Nichole and Emmy
Nichole and Emmy

ParentsFebruary 27, 2018

My daughter and I lived in 17 different homes last year

Nichole and Emmy
Nichole and Emmy

Rent Week 2018: Pushed to desperate measures by the high costs of renting with a small child, single parent Nichole Brown made a dramatic decision to reduce her housing costs.

The hidden cost of single parenting goes beyond simply clothing and feeding children.

Becoming a single parent had a huge impact on the cost of living for me. Before I became pregnant I was flatting with a friend, sharing costs on a nice three bedroom home in an ok-ish suburb. Even though I was a lowly student, cost sharing meant we could afford good food, power, petrol, and far too much alcohol.

Thanks to alcohol-impaired decision making, in mid 2012 I found myself staring into the abyss that was finding a suitable rental for my growing belly and me. Flatting had been a whole lot of fun, and was super cost effective, but a shared flat is no place for a newborn child and newborn mother.

TradeMe brought some hope, but after a number of viewings I soon realised that a dirty two bedroom flat with a kitchenette was going to cost me nearly twice my total flatting share of bills, and I would still have to scrape up enough money to pay for power and food.

Luckily my friend’s parents had a rental available right across the road from a supermarket – luckily, as I had no car – and at $270 a week, it was a bargain. Three bedrooms with built-in closets, a lovely sunny deck, fully fenced, within walking distance of everything I needed including a doctor, sheltered bus stop, and a fish & chip shop with a 5B special that would get me through many a lean night.

I said yes. $270. Bargain! Except my income at this stage was a sickness benefit (due to pregnancy complications) and after rent and paying a minimal power bill, I was left with $33 a week for food. Any home that leaves a pregnant woman with $33 a week for food is not a bargain. It just isn’t.

Somehow, I made it work, and I counted my slowly growing family and I lucky for having somewhere to call home. With rents around the country pushing many low-income families out of contention for warm, healthy homes, I was in no position to complain. A bit hungry, yes – but I had an address and a sunny room for the baby, so we carried on surviving.

Once my Little One was born I quickly realised that finding a job was near impossible. Rent took two-thirds of our budget, we had no family support available, and no one to look after her while I job-seeked or interviewed. Childcare was quickly ruled out – it was completely beyond my budget.

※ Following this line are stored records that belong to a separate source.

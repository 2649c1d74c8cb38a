//! Outbound link extraction
//!
//! Links are taken from `<a href>` and `<link rel="canonical">`, resolved
//! against the page URL, and returned in document order without repeats.

use scraper::{Html, Selector};
use std::collections::HashSet;
use url::Url;

/// Schemes that never lead to another documentation page
const SKIPPED_SCHEMES: [&str; 4] = ["javascript:", "mailto:", "tel:", "data:"];

/// Finds the URLs a rendered page links to
pub trait LinkExtractor: Send + Sync {
    /// Returns absolute URLs; relative references are resolved against
    /// `base_url`
    fn extract_links(&self, raw: &str, base_url: &str) -> Vec<String>;
}

/// HTML link extractor backed by `scraper`
///
/// **Followed:** `<a href>` (including `rel="nofollow"`) and canonical links.
///
/// **Skipped:** `download` anchors, `javascript:`, `mailto:`, `tel:` and
/// `data:` references, fragment-only anchors, and anything that does not
/// resolve to http(s).
#[derive(Debug, Clone, Copy, Default)]
pub struct HtmlLinkExtractor;

impl LinkExtractor for HtmlLinkExtractor {
    fn extract_links(&self, raw: &str, base_url: &str) -> Vec<String> {
        match Url::parse(base_url) {
            Ok(base) => extract_links(&Html::parse_document(raw), &base),
            Err(e) => {
                tracing::debug!("Cannot resolve links against {}: {}", base_url, e);
                Vec::new()
            }
        }
    }
}

fn extract_links(document: &Html, base_url: &Url) -> Vec<String> {
    let mut seen = HashSet::new();
    let mut links = Vec::new();

    let mut collect = |href: &str| {
        if let Some(absolute) = resolve_link(href, base_url) {
            if seen.insert(absolute.clone()) {
                links.push(absolute);
            }
        }
    };

    if let Ok(anchors) = Selector::parse("a[href]") {
        for element in document.select(&anchors) {
            if element.value().attr("download").is_some() {
                continue;
            }
            if let Some(href) = element.value().attr("href") {
                collect(href);
            }
        }
    }

    if let Ok(canonical) = Selector::parse("link[rel='canonical'][href]") {
        for element in document.select(&canonical) {
            if let Some(href) = element.value().attr("href") {
                collect(href);
            }
        }
    }

    links
}

fn resolve_link(href: &str, base_url: &Url) -> Option<String> {
    let href = href.trim();

    if href.is_empty() || href.starts_with('#') {
        return None;
    }

    let lowered = href.to_ascii_lowercase();
    if SKIPPED_SCHEMES.iter().any(|s| lowered.starts_with(s)) {
        return None;
    }

    let absolute = base_url.join(href).ok()?;
    matches!(absolute.scheme(), "http" | "https").then(|| absolute.to_string())
}
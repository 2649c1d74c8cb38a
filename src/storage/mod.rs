//! Storage module for persisting crawl data
//!
//! This module handles everything the crawler writes to disk:
//! - The metadata document (fingerprints, statistics, session checkpoint)
//! - Atomic whole-file writes shared by metadata saves and page artifacts

mod json_file;
mod metadata;
mod schema;
mod traits;

pub use json_file::JsonFileStore;
pub use metadata::MetadataStore;
pub use schema::MetadataDocument;
pub use traits::{DocumentStore, StorageError, StorageResult};

use std::io::Write;
use std::path::Path;
use tempfile::NamedTempFile;

/// Replaces `path` with `contents` in one rename
///
/// The data is written to a temporary file in the destination directory and
/// then persisted over the target, so readers see either the old file or
/// the new one. Missing parent directories are created.
pub fn atomic_write(path: &Path, contents: &[u8]) -> StorageResult<()> {
    let parent = match path.parent() {
        Some(parent) if !parent.as_os_str().is_empty() => parent,
        _ => Path::new("."),
    };
    std::fs::create_dir_all(parent)?;

    let mut temp = NamedTempFile::new_in(parent)?;
    temp.write_all(contents)?;
    temp.as_file().sync_all()?;
    temp.persist(path).map_err(|e| StorageError::Io(e.error))?;

    Ok(())
}
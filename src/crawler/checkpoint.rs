//! Session checkpointing
//!
//! This module handles:
//! - Saving the frontier into the metadata store at session start
//! - Periodic saves once the configured interval has elapsed
//! - The final save at clean completion, which clears the checkpoint
//!
//! Save failures are logged and counted here but never returned: losing a
//! checkpoint costs resume progress, not the crawl.

use crate::crawler::frontier::Frontier;
use crate::state::SessionCheckpoint;
use crate::storage::MetadataStore;
use chrono::{DateTime, Utc};
use std::time::{Duration, Instant};

/// Schedules and performs checkpoint saves for one crawl session
#[derive(Debug)]
pub struct CheckpointManager {
    interval: Duration,
    start_url: String,
    output_directory: String,
    session_started_at: DateTime<Utc>,
    last_saved: Option<Instant>,
    failed_saves: u64,
}

impl CheckpointManager {
    pub fn new(
        interval: Duration,
        start_url: impl Into<String>,
        output_directory: impl Into<String>,
        session_started_at: DateTime<Utc>,
    ) -> Self {
        Self {
            interval,
            start_url: start_url.into(),
            output_directory: output_directory.into(),
            session_started_at,
            last_saved: None,
            failed_saves: 0,
        }
    }

    /// Number of saves that failed this session
    pub fn failed_saves(&self) -> u64 {
        self.failed_saves
    }

    /// Builds an active checkpoint from the current frontier
    pub fn snapshot(&self, frontier: &Frontier) -> SessionCheckpoint {
        let (visited, pending_queue) = frontier.snapshot();
        SessionCheckpoint {
            visited,
            pending_queue,
            start_url: self.start_url.clone(),
            output_directory: self.output_directory.clone(),
            session_started_at: self.session_started_at,
            last_saved_at: Utc::now(),
            active: true,
        }
    }

    /// Saves at session start unless the store already holds this session
    pub fn begin(&mut self, store: &mut MetadataStore, frontier: &Frontier) -> bool {
        let resumed = store
            .checkpoint()
            .map(|c| c.resumes(&self.start_url))
            .unwrap_or(false);

        if resumed {
            self.last_saved = Some(Instant::now());
            return true;
        }
        self.save_now(store, frontier)
    }

    /// Whether the interval has elapsed since the last save attempt
    pub fn is_due(&self) -> bool {
        match self.last_saved {
            Some(at) => at.elapsed() >= self.interval,
            None => true,
        }
    }

    /// Saves if the interval has elapsed
    ///
    /// Returns true only if a save was attempted and succeeded.
    pub fn maybe_save(&mut self, store: &mut MetadataStore, frontier: &Frontier) -> bool {
        if !self.is_due() {
            return false;
        }
        self.save_now(store, frontier)
    }

    /// Writes the current frontier and the rest of the metadata document
    pub fn save_now(&mut self, store: &mut MetadataStore, frontier: &Frontier) -> bool {
        store.set_checkpoint(self.snapshot(frontier));
        self.last_saved = Some(Instant::now());
        self.persist(store, "checkpoint")
    }

    /// Clears the checkpoint and writes the final document
    pub fn finish(&mut self, store: &mut MetadataStore) -> bool {
        store.clear_checkpoint();
        self.persist(store, "final metadata")
    }

    fn persist(&mut self, store: &MetadataStore, what: &str) -> bool {
        match store.save() {
            Ok(()) => {
                tracing::debug!("Saved {} to {}", what, store.location());
                true
            }
            Err(e) => {
                self.failed_saves += 1;
                tracing::warn!("Failed to save {} to {}: {}", what, store.location(), e);
                false
            }
        }
    }
}
//! State module for tracking crawl progress
//!
//! # Components
//!
//! - `PageState`: where a single page is in the fetch pipeline
//! - `PageFingerprint`: what was stored the last time a page was crawled
//! - `SessionCheckpoint`: the resumable snapshot of an in-flight crawl

mod fingerprint;
mod page_state;
mod session;

// Re-export main types
pub use fingerprint::PageFingerprint;
pub use page_state::{PageState, PageTracker};
pub use session::{QueuedUrl, SessionCheckpoint};
//! HTML to markdown conversion
//!
//! This module renders the readable parts of a documentation page (title,
//! headings, paragraphs, list items and code blocks) as markdown.

use crate::output::traits::ContentConverter;
use crate::HarvestError;
use scraper::{ElementRef, Html, Selector};

const BLOCK_SELECTOR: &str = "h1, h2, h3, h4, h5, h6, p, li, pre";

/// Markdown converter backed by `scraper`
#[derive(Debug, Clone, Copy, Default)]
pub struct MarkdownConverter;

impl ContentConverter for MarkdownConverter {
    fn to_artifact(&self, raw: &str, url: &str) -> Result<String, HarvestError> {
        Ok(format_markdown(raw, url))
    }
}

/// Formats an HTML page as markdown
///
/// # Arguments
///
/// * `html` - The rendered page
/// * `url` - Canonical URL, recorded as the source line
///
/// # Returns
///
/// A markdown document. Input without any recognised block elements is
/// written verbatim below the source line.
///
/// # Example
///
/// ```
/// use doc_ripple::output::format_markdown;
///
/// let html = "<html><head><title>View</title></head><body><p>A piece of UI.</p></body></html>";
/// let md = format_markdown(html, "https://example.com/docs/view");
/// assert!(md.starts_with("# View\n"));
/// assert!(md.contains("A piece of UI."));
/// ```
pub fn format_markdown(html: &str, url: &str) -> String {
    let document = Html::parse_document(html);
    let mut md = String::new();

    if let Some(title) = extract_title(&document) {
        md.push_str(&format!("# {}\n\n", title));
    }
    md.push_str(&format!("Source: <{}>\n\n", url));

    let blocks = extract_blocks(&document);
    if blocks.is_empty() {
        md.push_str(html.trim());
        md.push('\n');
    } else {
        md.push_str(&blocks.join("\n\n"));
        md.push('\n');
    }

    md
}

fn extract_title(document: &Html) -> Option<String> {
    let selector = Selector::parse("title").ok()?;
    document
        .select(&selector)
        .next()
        .map(|element| collapse_whitespace(&element.text().collect::<String>()))
        .filter(|s| !s.is_empty())
}

fn extract_blocks(document: &Html) -> Vec<String> {
    let Ok(selector) = Selector::parse(BLOCK_SELECTOR) else {
        return Vec::new();
    };

    document
        .select(&selector)
        .filter(|element| !inside_rendered_block(element))
        .filter_map(render_block)
        .collect()
}

/// Text inside `pre` and `li` is already emitted by the enclosing block
fn inside_rendered_block(element: &ElementRef) -> bool {
    element.ancestors().any(|node| {
        node.value()
            .as_element()
            .map(|e| matches!(e.name(), "pre" | "li"))
            .unwrap_or(false)
    })
}

fn render_block(element: ElementRef) -> Option<String> {
    let name = element.value().name();

    if name == "pre" {
        let code = element.text().collect::<String>();
        let code = code.trim_matches('\n');
        if code.trim().is_empty() {
            return None;
        }
        return Some(format!("```\n{}\n```", code));
    }

    let text = collapse_whitespace(&element.text().collect::<String>());
    if text.is_empty() {
        return None;
    }

    match name {
        "li" => Some(format!("- {}", text)),
        "p" => Some(text),
        heading => {
            let level = heading[1..].parse::<usize>().unwrap_or(1);
            Some(format!("{} {}", "#".repeat(level), text))
        }
    }
}

fn collapse_whitespace(text: &str) -> String {
    text.split_whitespace().collect::<Vec<_>>().join(" ")
}
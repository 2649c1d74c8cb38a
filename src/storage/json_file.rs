//! JSON file storage implementation
//!
//! This module provides a single-file JSON implementation of the
//! DocumentStore trait.

use crate::storage::traits::{DocumentStore, StorageResult};
use crate::storage::{atomic_write, MetadataDocument};
use std::io::ErrorKind;
use std::path::PathBuf;

/// JSON file storage backend
#[derive(Debug, Clone)]
pub struct JsonFileStore {
    path: PathBuf,
}

impl JsonFileStore {
    pub fn new(path: impl Into<PathBuf>) -> Self {
        Self { path: path.into() }
    }
}

impl DocumentStore for JsonFileStore {
    fn load(&self) -> StorageResult<Option<MetadataDocument>> {
        let content = match std::fs::read_to_string(&self.path) {
            Ok(content) => content,
            Err(e) if e.kind() == ErrorKind::NotFound => return Ok(None),
            Err(e) => return Err(e.into()),
        };

        let document = serde_json::from_str(&content)?;
        Ok(Some(document))
    }

    fn save(&self, document: &MetadataDocument) -> StorageResult<()> {
        let bytes = serde_json::to_vec_pretty(document)?;
        atomic_write(&self.path, &bytes)
    }

    fn location(&self) -> String {
        self.path.display().to_string()
    }
}
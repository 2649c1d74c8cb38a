use serde::Deserialize;
use std::path::PathBuf;
use std::time::Duration;

/// Main configuration structure for Doc-Ripple
#[derive(Debug, Clone, Deserialize)]
pub struct Config {
    pub crawler: CrawlerConfig,
    #[serde(rename = "user-agent")]
    pub user_agent: UserAgentConfig,
    pub output: OutputConfig,
    #[serde(default)]
    pub hashing: HashingConfig,
}

/// Crawler behavior configuration
#[derive(Debug, Clone, Deserialize)]
pub struct CrawlerConfig {
    /// URL the crawl starts from (depth 0)
    #[serde(rename = "start-url")]
    pub start_url: String,

    /// Stop once this many pages have been visited
    #[serde(rename = "max-pages")]
    pub max_pages: usize,

    /// Maximum BFS distance from the start URL
    #[serde(rename = "max-depth")]
    pub max_depth: u32,

    /// URL prefixes a link must start with to be enqueued.
    /// Empty means the start URL itself is the only prefix.
    #[serde(rename = "allowed-prefixes", default)]
    pub allowed_prefixes: Vec<String>,

    /// Pause after every page (milliseconds)
    #[serde(rename = "request-delay")]
    pub request_delay: u64,

    /// Budget for a single render (milliseconds)
    #[serde(rename = "page-load-timeout")]
    pub page_load_timeout: u64,

    /// Minimum time between checkpoint saves (seconds)
    #[serde(rename = "checkpoint-interval")]
    pub checkpoint_interval: u64,

    /// Rewrite every page regardless of stored fingerprints
    #[serde(rename = "force-recrawl", default)]
    pub force_recrawl: bool,

    /// Compare content hashes against stored fingerprints
    #[serde(rename = "change-detection", default = "default_true")]
    pub change_detection: bool,

    /// Follow links found on pages whose content did not change
    #[serde(rename = "expand-unchanged", default)]
    pub expand_unchanged: bool,
}

impl CrawlerConfig {
    pub fn request_delay(&self) -> Duration {
        Duration::from_millis(self.request_delay)
    }

    pub fn page_load_timeout(&self) -> Duration {
        Duration::from_millis(self.page_load_timeout)
    }

    pub fn checkpoint_interval(&self) -> Duration {
        Duration::from_secs(self.checkpoint_interval)
    }

    /// Returns the allow-list, falling back to the start URL
    pub fn effective_prefixes(&self) -> Vec<String> {
        if self.allowed_prefixes.is_empty() {
            vec![self.start_url.clone()]
        } else {
            self.allowed_prefixes.clone()
        }
    }
}

/// User agent identification configuration
#[derive(Debug, Clone, Deserialize)]
pub struct UserAgentConfig {
    /// Name of the crawler
    #[serde(rename = "crawler-name")]
    pub crawler_name: String,

    /// Version of the crawler
    #[serde(rename = "crawler-version")]
    pub crawler_version: String,

    /// URL with information about the crawler
    #[serde(rename = "contact-url")]
    pub contact_url: String,

    /// Email address for crawler-related contact
    #[serde(rename = "contact-email")]
    pub contact_email: String,
}

impl UserAgentConfig {
    /// Format: CrawlerName/Version (+ContactURL; ContactEmail)
    pub fn header_value(&self) -> String {
        format!(
            "{}/{} (+{}; {})",
            self.crawler_name, self.crawler_version, self.contact_url, self.contact_email
        )
    }
}

/// Output configuration
#[derive(Debug, Clone, Deserialize)]
pub struct OutputConfig {
    /// Root directory for converted artifacts
    #[serde(rename = "output-directory")]
    pub output_directory: String,

    /// Path to the JSON metadata file
    #[serde(rename = "metadata-path")]
    pub metadata_path: String,

    /// File extension for artifacts
    #[serde(rename = "artifact-extension", default = "default_extension")]
    pub artifact_extension: String,
}

impl OutputConfig {
    pub fn output_directory(&self) -> PathBuf {
        PathBuf::from(&self.output_directory)
    }

    pub fn metadata_path(&self) -> PathBuf {
        PathBuf::from(&self.metadata_path)
    }
}

/// Pre-hash content stabilization
#[derive(Debug, Clone, Default, Deserialize)]
pub struct HashingConfig {
    /// Regular expressions whose matches are removed before hashing
    #[serde(rename = "volatile-patterns", default)]
    pub volatile_patterns: Vec<String>,
}

fn default_true() -> bool {
    true
}

fn default_extension() -> String {
    "md".to_string()
}
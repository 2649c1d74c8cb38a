//! Output module for artifacts and crawl summaries
//!
//! This module handles:
//! - Converting rendered pages into markdown artifacts
//! - Recording crawl statistics and printing the end-of-run summary

mod markdown;
pub mod stats;
mod traits;

pub use markdown::{format_markdown, MarkdownConverter};
pub use stats::{format_summary, print_statistics, CrawlStatistics, PageOutcome};
pub use traits::{ContentConverter, RawConverter};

I started advertising for a boarder a few months after my daughter was born to try to make ends meet. Boarders came, and went, and smelt weird, and certainly made our budget a little more feasible, but the cost of simply living in our home was crippling us. On the weeks when we didn’t have a boarder I didn’t buy food.

Once Little One was a not so little one, I went back to working part time and we moved to a small coastal town that came with a punch-in-the-guts rent increase of $80. The lifestyle change was much needed, and the sea air smelled like freedom, but the $350 leaving my account each week was suffocating. Our disposable income had increased from $0 to slightly more than $0, but seeing that $350 go towards someone else’s dreams brought me no joy.

There’s no way out of the rental market for families like ours.

Nichole’s daughter

Even worse, there’s often no way into the rental market for families like mine. And once rising rents push us out, it feels impossible that we will ever have a place to call home.

The cost of renting pushed us out. Out of the market. Then out of the country.

With my five-year-old daughter, everything we own crammed seam-splittingly into two suitcases, and one backpack each, we now live everywhere and nowhere in Australia as house sitters.

We pay $49 annually to register to a house sitters website and every morning we are emailed with a list of possibilities.

Juggling dates, travel (still with no car) and the demands of homeowners while keeping on top of being a mum and trying to make a living as a freelance copywriter has its challenges. It’s stressful not knowing where we’ll be in a couple of weeks and it can be really hard to leave homes and pets behind.

We’re professionals at packing now and even though we’ve unpacked and repacked in 17 different temporary homes in the last year, we care so much for the few belongings we have that we haven’t lost a single item. Yet.

But the part about house sitting that we love the most is that our rent costs have gone from $350 to $0. It’s finally affordable for us to live. My income is less than a sixth of what it was a year ago, but without rent to greedily gobble up a hefty slice of the cash pie, we’re better off now than we were when we had our own letterbox.

Our temporary solution to the seemingly permanent and increasing issue of affordable housing isn’t a solution at all. It is inaccessible to those who need affordable housing the most, which makes it hardly revolutionary and laden with privilege.

But for now, we couldn’t afford to return home and re-enter the gladiator-pit style housing market even if we wanted to. Which makes staying here equally easy and hard at the same time.

I’m not sure we’ll ever be able to afford a patch of green grass to call home again.